LIFE STORY OF MARTHA McBRIDE KNIGHT SMITH KIMBALL
Martha McBride was born on 17 March 1805 in Chester, Washington, New York, the youngest of 9 children born to her parents, Daniel McBride and Abigail Mead. Martha’s father, an itinerant pre-Campbellite minister, moved the family to western New York, where he died when Martha was 18 years old.
Martha married Vinson Knight on 26 July 1826. She and her husband continued to reside near her relatives in western upstate New York in Perrysburg, Cattaraugus County, where their first 4 children were born. They acquired considerable wealth from the produce of their farm in New York.
Starting in 1833, several members of the McBride family joined the LDS Church. Martha and her husband were baptized into the LDS Church on 24 March 1834, after personally being taught in their home by the Prophet Joseph Smith.
In June 1835 Martha and her family, now consisting of 4 children, moved to Kirtland, Ohio to gather with other Latter-day Saints. They resided in a fine home on the corner of Coudry and Joseph Streets near the Kirtland Temple (this home is still standing). Here her husband became a counselor in the Kirtland bishopric. Martha received her Patriarchal Blessing on 24 June 1835 in Kirtland at the hands of Joseph Smith, Sr. She gave birth to one son in Kirtland, Nathaniel Knight, in 1835 (the name of Nathaniel was selected by Joseph Smith, Sr.); he died on 31 October 1836. On 2 January 1837 Martha and her husband signed the new Articles of Agreement of the Kirtland Safety Society.

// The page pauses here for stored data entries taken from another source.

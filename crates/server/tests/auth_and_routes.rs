mod common;

use axum::body::{to_bytes, Body};
use axum::http::{header, Method, Request, StatusCode};
use chrono::{Duration, Utc};
use common::{harness, SECRET};
use jsonwebtoken::{encode, EncodingKey, Header};
use mentorlink_server::auth::Claims;
use mentorlink_server::router::router;
use mentorlink_server::Error;
use serde_json::{json, Value};
use tower::ServiceExt;

fn signed(sub: &str, exp_offset: Duration, secret: &str) -> String {
    let now = Utc::now();
    let claims = Claims {
        sub: sub.to_string(),
        iat: now.timestamp(),
        exp: (now + exp_offset).timestamp(),
    };
    encode(&Header::default(), &claims, &EncodingKey::from_secret(secret.as_bytes())).unwrap()
}

fn auth_message(err: Error) -> String {
    match err {
        Error::Authentication(message) => message,
        other => panic!("expected authentication error, got {:?}", other),
    }
}

async fn json_body(response: axum::response::Response) -> Value {
    let bytes = to_bytes(response.into_body(), usize::MAX).await.unwrap();
    serde_json::from_slice(&bytes).unwrap()
}

#[tokio::test]
async fn issued_credential_resolves_identity() {
    let h = harness().await;
    let token = h.state.auth.issue(&h.alice.id).unwrap();
    let identity = h.state.auth.authenticate(Some(&token)).await.unwrap();
    assert_eq!(identity, h.alice);
}

#[tokio::test]
async fn bad_credentials_are_refused() {
    let h = harness().await;
    let auth = &h.state.auth;

    let err = auth.authenticate(None).await.unwrap_err();
    assert_eq!(auth_message(err), "missing credential");
    let err = auth.authenticate(Some("   ")).await.unwrap_err();
    assert_eq!(auth_message(err), "missing credential");

    let err = auth.authenticate(Some("not-a-token")).await.unwrap_err();
    assert_eq!(auth_message(err), "invalid credential");

    let forged = signed(&h.alice.id, Duration::hours(1), "some-other-secret");
    let err = auth.authenticate(Some(&forged)).await.unwrap_err();
    assert_eq!(auth_message(err), "invalid credential");

    let expired = signed(&h.alice.id, Duration::hours(-1), SECRET);
    let err = auth.authenticate(Some(&expired)).await.unwrap_err();
    assert_eq!(auth_message(err), "credential expired");

    let ghost = auth.issue("nobody").unwrap();
    let err = auth.authenticate(Some(&ghost)).await.unwrap_err();
    assert_eq!(auth_message(err), "unknown identity");
}

#[tokio::test]
async fn protected_routes_require_bearer_token() {
    let h = harness().await;
    let app = router(h.state.clone());

    let response = app
        .clone()
        .oneshot(Request::builder().uri("/health").body(Body::empty()).unwrap())
        .await
        .unwrap();
    assert_eq!(response.status(), StatusCode::OK);

    let response = app
        .clone()
        .oneshot(Request::builder().uri("/notifications").body(Body::empty()).unwrap())
        .await
        .unwrap();
    assert_eq!(response.status(), StatusCode::UNAUTHORIZED);
    let body = json_body(response).await;
    assert_eq!(body["error"]["kind"], "authentication");

    let token = h.state.auth.issue(&h.alice.id).unwrap();
    let response = app
        .oneshot(
            Request::builder()
                .uri("/notifications")
                .header(header::AUTHORIZATION, format!("Bearer {}", token))
                .body(Body::empty())
                .unwrap(),
        )
        .await
        .unwrap();
    assert_eq!(response.status(), StatusCode::OK);
    let body = json_body(response).await;
    assert_eq!(body["unread"], 0);
    assert_eq!(body["notifications"], json!([]));
}

#[tokio::test]
async fn booking_over_http_maps_errors_to_statuses() {
    let h = harness().await;
    let app = router(h.state.clone());
    let token = h.state.auth.issue(&h.alice.id).unwrap();

    let book = |payload: Value| {
        Request::builder()
            .method(Method::POST)
            .uri("/sessions")
            .header(header::AUTHORIZATION, format!("Bearer {}", token))
            .header(header::CONTENT_TYPE, "application/json")
            .body(Body::from(payload.to_string()))
            .unwrap()
    };
    let payload = json!({
        "mentor_id": h.mentor.id,
        "date": "2026-11-02",
        "time": "10:00",
        "service": { "title": "Resume review", "duration_minutes": 30, "price": 0.0 }
    });

    let response = app.clone().oneshot(book(payload.clone())).await.unwrap();
    assert_eq!(response.status(), StatusCode::CREATED);
    let session = json_body(response).await;
    assert_eq!(session["status"], "pending");

    let response = app.clone().oneshot(book(payload.clone())).await.unwrap();
    assert_eq!(response.status(), StatusCode::CONFLICT);
    assert_eq!(json_body(response).await["error"]["kind"], "conflict");

    let mut bad = payload.clone();
    bad["date"] = json!("tomorrow");
    let response = app.clone().oneshot(book(bad)).await.unwrap();
    assert_eq!(response.status(), StatusCode::BAD_REQUEST);

    let session_id = session["id"].as_str().unwrap();
    let response = app
        .oneshot(
            Request::builder()
                .method(Method::PATCH)
                .uri(format!("/sessions/{}/status", session_id))
                .header(header::AUTHORIZATION, format!("Bearer {}", token))
                .header(header::CONTENT_TYPE, "application/json")
                .body(Body::from(json!({ "status": "confirmed" }).to_string()))
                .unwrap(),
        )
        .await
        .unwrap();
    assert_eq!(response.status(), StatusCode::FORBIDDEN);
}

#[tokio::test]
async fn refused_handshake_never_registers_presence() {
    let h = harness().await;
    let app = router(h.state.clone());

    let response = app
        .clone()
        .oneshot(Request::builder().uri("/ws?token=garbage").body(Body::empty()).unwrap())
        .await
        .unwrap();
    assert_eq!(response.status(), StatusCode::UNAUTHORIZED);

    // Valid credential but not an upgrade request: refused by the upgrade itself.
    let token = h.state.auth.issue(&h.alice.id).unwrap();
    let response = app
        .oneshot(
            Request::builder()
                .uri(format!("/ws?token={}", token))
                .body(Body::empty())
                .unwrap(),
        )
        .await
        .unwrap();
    assert_ne!(response.status(), StatusCode::UNAUTHORIZED);
    assert!(response.status().is_client_error());

    assert!(h.state.presence.online().is_empty());
}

In September 1837, Martha’s husband left for Missouri with Joseph Smith, being gone for 2 months. Deep apostasy and persecution took hold in Kirtland during that period. The Knight family moved with other faithful Latter-day Saints in the spring of 1838 to Missouri, arriving at the end of May 1838 at Far West, Caldwell, Missouri. They settled in Adam-ondi-Ahman in Daviess County where Vinson was appointed Bishop on 28 June 1838. Very quickly persecution again descended upon the Knight family and others. Within a very brief period, Martha and her family, suffering greatly, were driven from their home by a mob. Her husband later executed an affidavit in October 1839 itemizing a bill of damages against the State of Missouri for $10,000 in compensation for property lost and expenses incurred during the expulsion--one of the largest claims made by a Latter-day Saint family for damages suffered in Missouri.
Forced to flee Missouri following Governor Bogg’s Extermination Order, Martha’s family found refuge with some friends in Pike County, Missouri near the Mississippi River, where Martha gave birth to Martha Abigail Knight on 9 February 1839.

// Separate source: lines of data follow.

//! Socket event taxonomy
//!
//! Every frame is a JSON object tagged by `type`. Client requests may carry a
//! `request_id` which is echoed back in the matching `ack`.

use crate::error::{Error, ErrorBody};
use crate::models::{DeleteMode, Message, MessageStatus, Notification};
use serde::{Deserialize, Serialize};

/// Events sent by a connected client
#[derive(Debug, Clone, Deserialize)]
#[serde(tag = "type", rename_all = "kebab-case")]
pub enum ClientEvent {
    MessageSend {
        #[serde(default)]
        request_id: Option<String>,
        conversation: String,
        to: String,
        body: String,
    },
    MessageMark {
        #[serde(default)]
        request_id: Option<String>,
        message_id: String,
        status: MessageStatus,
    },
    MessageDelete {
        #[serde(default)]
        request_id: Option<String>,
        message_id: String,
        mode: DeleteMode,
    },
    Typing {
        to: String,
        conversation: String,
        typing: bool,
    },
}

/// Events pushed to a connected client
#[derive(Debug, Clone, Serialize)]
#[serde(tag = "type", rename_all = "kebab-case")]
pub enum ServerEvent {
    PresenceSnapshot {
        online: Vec<String>,
    },
    PresenceChanged {
        identity: String,
        online: bool,
    },
    Ack {
        #[serde(skip_serializing_if = "Option::is_none")]
        request_id: Option<String>,
        ok: bool,
        #[serde(skip_serializing_if = "Option::is_none")]
        message: Option<Message>,
        #[serde(skip_serializing_if = "Option::is_none")]
        error: Option<ErrorBody>,
    },
    MessageNew {
        message: Message,
    },
    MessageUpdate {
        message_id: String,
        conversation: String,
        status: MessageStatus,
    },
    MessageDeleted {
        message_id: String,
        conversation: String,
        mode: DeleteMode,
    },
    Typing {
        from: String,
        conversation: String,
        typing: bool,
    },
    NotificationCreated {
        notification: Notification,
    },
}

impl ServerEvent {
    pub fn ack(request_id: Option<String>, result: Result<Message, Error>) -> Self {
        match result {
            Ok(message) => ServerEvent::Ack {
                request_id,
                ok: true,
                message: Some(message),
                error: None,
            },
            Err(e) => ServerEvent::Ack {
                request_id,
                ok: false,
                message: None,
                error: Some(e.body()),
            },
        }
    }
}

In April 1839 Martha’s husband left for Iowa to purchase land on which the suffering Saints could settle. Martha and her husband moved to Commerce (later Nauvoo), Hancock, Illinois in 1839. In this new Mormon city, which Vinson Knight helped select, Martha and her husband constructed a sturdy two-storey red brick home on Main Street, said to be the first brick house in Nauvoo, on the same block as the homes of Brigham Young and John Taylor (this home is still standing).

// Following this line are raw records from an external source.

//! HTTP surface
//!
//! `/ws` authenticates during its own handshake; every other route except
//! `/health` sits behind the bearer-token middleware.

use crate::auth::middleware::mw_require_auth;
use crate::config::AppState;
use crate::handlers::{self, ws_handler};
use axum::{
    middleware,
    routing::{get, patch, post},
    Router,
};

pub fn router(state: AppState) -> Router {
    let protected = Router::new()
        .route("/presence", get(handlers::get_presence))
        .route(
            "/conversations",
            get(handlers::list_conversations).post(handlers::open_conversation),
        )
        .route("/conversations/{id}/messages", get(handlers::list_messages))
        .route(
            "/notifications",
            get(handlers::list_notifications).delete(handlers::clear_notifications),
        )
        .route("/notifications/read-all", post(handlers::mark_all_read))
        .route("/notifications/{id}/read", post(handlers::mark_read))
        .route(
            "/sessions",
            get(handlers::list_sessions).post(handlers::book_session),
        )
        .route("/sessions/{id}/status", patch(handlers::update_status))
        .route("/sessions/{id}/review", post(handlers::submit_review))
        .route_layer(middleware::from_fn_with_state(state.clone(), mw_require_auth));

    Router::new()
        .route("/health", get(health_check))
        .route("/ws", get(ws_handler))
        .merge(protected)
        .with_state(state)
        .layer(tower_http::cors::CorsLayer::permissive())
        .layer(tower_http::trace::TraceLayer::new_for_http())
}

async fn health_check() -> &'static str {
    "OK - MentorLink realtime server"
}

Martha and her husband were soon very involved in the affairs of their faith and community. In 1839 Vinson became aide-de-camp to Joseph Smith in the Nauvoo Legion and Bishop of the Lower Ward in Nauvoo. Later he became a member of the first Nauvoo city council and a Regent of the University of the City of Nauvoo. In Nauvoo Martha’s last child by Vinson, Rodolphus Elderkin Knight, was born in 1841. During the April 1841 General Conference, Elder Ezra T. Benson stayed with the Knight family.
Martha was equally involved in the key events of Nauvoo. She was a founding member of the LDS Relief Society, being present at the organization meeting on 17 March 1842 in Nauvoo, which also happened to be her 37th birthday. Martha was told by Joseph Smith that she was the first woman to give her consent for her husband to enter into plural marriage. The story is told that Martha knew something was worrying her husband and he couldn’t seem to tell her about it. One evening as Martha was sitting in the grape arbor behind the house, Vinson returned home carrying a basket. He explained to Martha that he had taken some fruit and vegetables to the widow of Levi N. Merrick, whose husband had been killed at Haun’s Mill. Vinson explained to Martha that he had been told to enter plural marriage and that, if he had to, this Sister Merrick would be the one he could help best. Martha’s reply is said to have been, “Is that all.” Perhaps she had confidence in her husband’s choice, since Philindia Clark Eldredge Merrick (Myrick) was also a founding member of the Relief Society.
At a time when Martha and her husband were becoming even more greatly involved in the affairs of Nauvoo, her husband of 16 years suddenly took ill and died on 31 July 1842 in Nauvoo at the relatively young age of 38. Joseph Smith preached at the funeral, stating that Vinson was the best friend he ever had on earth. One month later Martha lost her youngest child less than one year old, Rodolphus Elderkin Knight, who died on 3 September 1842.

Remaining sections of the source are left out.